[THE MILLENNIUM.]

With that word he thrust me towards the door that led to the inner hall and the postern; and, knowing, as I did, that every moment I delayed might stand for a life, and that within a minute or two at most the rear of the building would be beset, and my chance of egress lost, it was to be expected that I should not hesitate.

Yet I did. The main body of Froment's followers had flocked upstairs, whence they could be heard firing from the roof and windows. He stood almost alone in the middle of the floor; in the attitude of one listening and thinking, while a group of green ribbons, who seemed to be the most determined of his followers, hung growling about the barricaded door. Something in the gloomy brightness of the room, and the disorder of the barricaded windows, something in the loneliness of his figure as he stood there, appealed to me; I even took one step towards him. But at that moment he looked up, his face grown dark; and he waved me off with a gesture almost of rage. I knew then that I had but a small part of his thoughts; and that at this moment, while the edifice he had built up with so much care and so much risk was crumbling about him, he was thinking not of us, but of those who had promised and failed him; who had given good words, and left him to perish. And I went.

Yet even for that moment of delay it seemed that I might pay too dearly. A dozen steps brought me to the low-browed door he had indicated, in the thickness of the wall at the foot of the main staircase. But already a man was adjusting the last bar. I cried to him to open. "Open! I must go out!" I cried.

"Dieu! It is too late!" he said, with a dark glance at me.

My heart sank; I feared he was right. Still he began to unbar, though grudgingly, and in half a minute we had the door loose. With a pistol in his hand, he opened it on the chain and looked out. It opened on a narrow passage--which, God be thanked, was still empty. He dropped the chain, and almost thrust me out, cried, "To the left!" and then, as dazzled by the sunlight I turned that way, I heard the door slam behind me and the chain rattle as it was linked again.

The houses that rose on each side somewhat deadened the noise of the mob and the firing; but as I hurried down the alley, bareheaded and with the pistol which Froment had given me firmly clutched in my hand, I heard a fresh spirt of noise behind me, and knew that the assailants had entered the passage by the farther end; and that had I waited a moment longer I should have been too late.

As it was, my position was sufficiently forlorn, if it was not hopeless. Alone and a stranger, without hat or badge, knowing little of the streets, I might blunder at any corner into the arms of one of the parties--and be massacred. I had a notion that the church of the Capuchins was that which I had visited near Madame Catinot's; and my first thought was to gain the main street leading in that direction. This was not so easy, however; the alley in which I found myself led only into a second passage equally strait and gloomy. Entering this, I turned after a moment's hesitation to the left, but before I had gone a dozen paces I heard shouting in front of me; and I halted and retraced my steps. Hurrying in the other direction, I found myself in a minute in a little gloomy well-like court, with no second outlet that I could see, where I stood a moment panting and at a loss, rendered frantic and almost desperate by the thought that, while I hovered there uncertain, the die might be cast, and those whom I sought perish for lack of my aid.

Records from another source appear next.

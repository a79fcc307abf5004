pub mod pagination;

use serde::Serialize;
use tracing::debug;

use crate::app::{MurmurError, Result};
use crate::domain::{Group, Post, User};
use crate::store::Store;

pub use pagination::{paginate, Page, DEFAULT_PAGE_SIZE};

/// Builds the ordered, paginated post listings for the four view kinds.
///
/// Every query re-runs against the store; nothing is snapshotted between
/// calls. Ordering (newest first, id tiebreak) comes from the store itself.
pub struct FeedQuery<'a> {
    store: &'a dyn Store,
    page_size: usize,
}

#[derive(Debug, Clone, Serialize)]
pub struct GroupFeed {
    pub group: Group,
    pub page: Page<Post>,
}

#[derive(Debug, Clone, Serialize)]
pub struct ProfileFeed {
    pub author: User,
    pub post_count: i64,
    pub page: Page<Post>,
}

impl<'a> FeedQuery<'a> {
    pub fn new(store: &'a dyn Store, page_size: usize) -> Self {
        Self { store, page_size }
    }

    /// The global index: every post, newest first.
    pub fn index(&self, page: usize) -> Result<Page<Post>> {
        let posts = self.store.get_all_posts()?;
        debug!(total = posts.len(), page, "index feed");
        Ok(paginate(posts, self.page_size, page))
    }

    /// Posts belonging to the group with the given slug.
    pub fn group(&self, slug: &str, page: usize) -> Result<GroupFeed> {
        let group = self
            .store
            .get_group_by_slug(slug)?
            .ok_or_else(|| MurmurError::GroupNotFound(slug.to_string()))?;

        let posts = self.store.get_posts_by_group(group.id)?;
        debug!(slug, total = posts.len(), page, "group feed");

        Ok(GroupFeed {
            group,
            page: paginate(posts, self.page_size, page),
        })
    }

    /// An author's posts plus their total post count.
    pub fn profile(&self, username: &str, page: usize) -> Result<ProfileFeed> {
        let author = self
            .store
            .get_user_by_username(username)?
            .ok_or_else(|| MurmurError::UserNotFound(username.to_string()))?;

        let posts = self.store.get_posts_by_author(author.id)?;
        let post_count = self.store.count_posts_by_author(author.id)?;
        debug!(username, post_count, page, "profile feed");

        Ok(ProfileFeed {
            author,
            post_count,
            page: paginate(posts, self.page_size, page),
        })
    }

    /// Posts by every author the given user follows. Empty when the user
    /// follows nobody.
    pub fn following(&self, user_id: i64, page: usize) -> Result<Page<Post>> {
        let posts = self.store.get_posts_by_followed(user_id)?;
        debug!(user_id, total = posts.len(), page, "follower feed");
        Ok(paginate(posts, self.page_size, page))
    }
}

#[cfg(test)]
mod tests {
    use super::*;
    use crate::domain::{NewGroup, NewPost, User};
    use crate::store::SqliteStore;
    use chrono::{TimeZone, Utc};

    fn user(store: &SqliteStore, name: &str) -> i64 {
        store.add_user(&User::new(name.into())).unwrap()
    }

    fn post_at(store: &SqliteStore, author_id: i64, text: &str, secs: i64) -> i64 {
        let mut post = NewPost::new(author_id, text).unwrap();
        post.pub_date = Utc.timestamp_opt(secs, 0).unwrap();
        store.add_post(&post).unwrap()
    }

    #[test]
    fn test_index_is_sorted_newest_first() {
        let store = SqliteStore::in_memory().unwrap();
        let author = user(&store, "leo");
        for i in 0..5 {
            post_at(&store, author, &format!("post {i}"), i * 100);
        }

        let feed = FeedQuery::new(&store, 10);
        let page = feed.index(1).unwrap();
        assert_eq!(page.items.len(), 5);
        for pair in page.items.windows(2) {
            assert!(
                (pair[0].pub_date, pair[0].id) > (pair[1].pub_date, pair[1].id),
                "index must be strictly descending"
            );
        }
    }

    #[test]
    fn test_index_paginates_fourteen_posts() {
        let store = SqliteStore::in_memory().unwrap();
        let author = user(&store, "leo");
        for i in 0..14 {
            post_at(&store, author, &format!("post {i}"), i);
        }

        let feed = FeedQuery::new(&store, 10);
        assert_eq!(feed.index(1).unwrap().items.len(), 10);
        assert_eq!(feed.index(2).unwrap().items.len(), 4);
        // Past-the-end clamps to the last page.
        assert_eq!(feed.index(3).unwrap().items, feed.index(2).unwrap().items);
    }

    #[test]
    fn test_group_feed_filters_by_slug() {
        let store = SqliteStore::in_memory().unwrap();
        let author = user(&store, "leo");
        let cats = store.add_group(&NewGroup::new("Cats", "cats")).unwrap();

        let mut grouped = NewPost::new(author, "in group").unwrap();
        grouped.group_id = Some(cats);
        store.add_post(&grouped).unwrap();
        post_at(&store, author, "no group", 50);

        let feed = FeedQuery::new(&store, 10);
        let group_feed = feed.group("cats", 1).unwrap();
        assert_eq!(group_feed.group.title, "Cats");
        assert_eq!(group_feed.page.items.len(), 1);
        assert_eq!(group_feed.page.items[0].text, "in group");
    }

    #[test]
    fn test_group_feed_sees_detached_post_gone() {
        let store = SqliteStore::in_memory().unwrap();
        let author = user(&store, "leo");
        let cats = store.add_group(&NewGroup::new("Cats", "cats")).unwrap();

        let mut grouped = NewPost::new(author, "was in group").unwrap();
        grouped.group_id = Some(cats);
        let post_id = store.add_post(&grouped).unwrap();

        let feed = FeedQuery::new(&store, 10);
        assert_eq!(feed.group("cats", 1).unwrap().page.items.len(), 1);

        let update = crate::domain::PostUpdate {
            group_id: Some(None),
            ..Default::default()
        };
        store.update_post(post_id, &update).unwrap();

        // No snapshot isolation: the next query reflects the change.
        assert!(feed.group("cats", 1).unwrap().page.items.is_empty());
    }

    #[test]
    fn test_group_feed_unknown_slug() {
        let store = SqliteStore::in_memory().unwrap();
        let feed = FeedQuery::new(&store, 10);
        assert!(matches!(
            feed.group("nope", 1),
            Err(MurmurError::GroupNotFound(_))
        ));
    }

    #[test]
    fn test_profile_feed_counts_posts() {
        let store = SqliteStore::in_memory().unwrap();
        let leo = user(&store, "leo");
        let mia = user(&store, "mia");
        for i in 0..3 {
            post_at(&store, leo, &format!("leo {i}"), i);
        }
        post_at(&store, mia, "mia 0", 99);

        let feed = FeedQuery::new(&store, 10);
        let profile = feed.profile("leo", 1).unwrap();
        assert_eq!(profile.post_count, 3);
        assert_eq!(profile.page.items.len(), 3);
        assert!(profile.page.items.iter().all(|p| p.author_id == leo));
    }

    #[test]
    fn test_profile_feed_unknown_user() {
        let store = SqliteStore::in_memory().unwrap();
        let feed = FeedQuery::new(&store, 10);
        assert!(matches!(
            feed.profile("ghost", 1),
            Err(MurmurError::UserNotFound(_))
        ));
    }

    #[test]
    fn test_following_feed_tracks_follow_state() {
        let store = SqliteStore::in_memory().unwrap();
        let reader = user(&store, "reader");
        let writer = user(&store, "writer");
        let other = user(&store, "other");
        post_at(&store, writer, "from writer", 100);
        post_at(&store, other, "from other", 200);

        let feed = FeedQuery::new(&store, 10);
        assert!(feed.following(reader, 1).unwrap().items.is_empty());

        store.add_follow(reader, writer).unwrap();
        let page = feed.following(reader, 1).unwrap();
        assert_eq!(page.items.len(), 1);
        assert_eq!(page.items[0].text, "from writer");

        store.delete_follow(reader, writer).unwrap();
        assert!(feed.following(reader, 1).unwrap().items.is_empty());
    }
}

I was about to return, resolved to face at all risks the party of rioters whom I heard behind me, when an open window in the lowest floor of one of the houses that stood round the court caught my eye. It was not far from the ground, and to see was to determine; the house must have an outlet on the street. In a dozen strides I crossed the court, and resting one hand on the sill of the window, vaulted into the room, alighted sideways on a stool, and fell heavily to the floor.

I was up in a moment unhurt, but with a woman's scream ringing in my ears, and a woman, a girl, cowering from me, white-faced, her back to the door. She had been kneeling, praying probably, by the bed; and I had almost fallen on her. When I looked she screamed again; I called to her in heaven's name to be silent.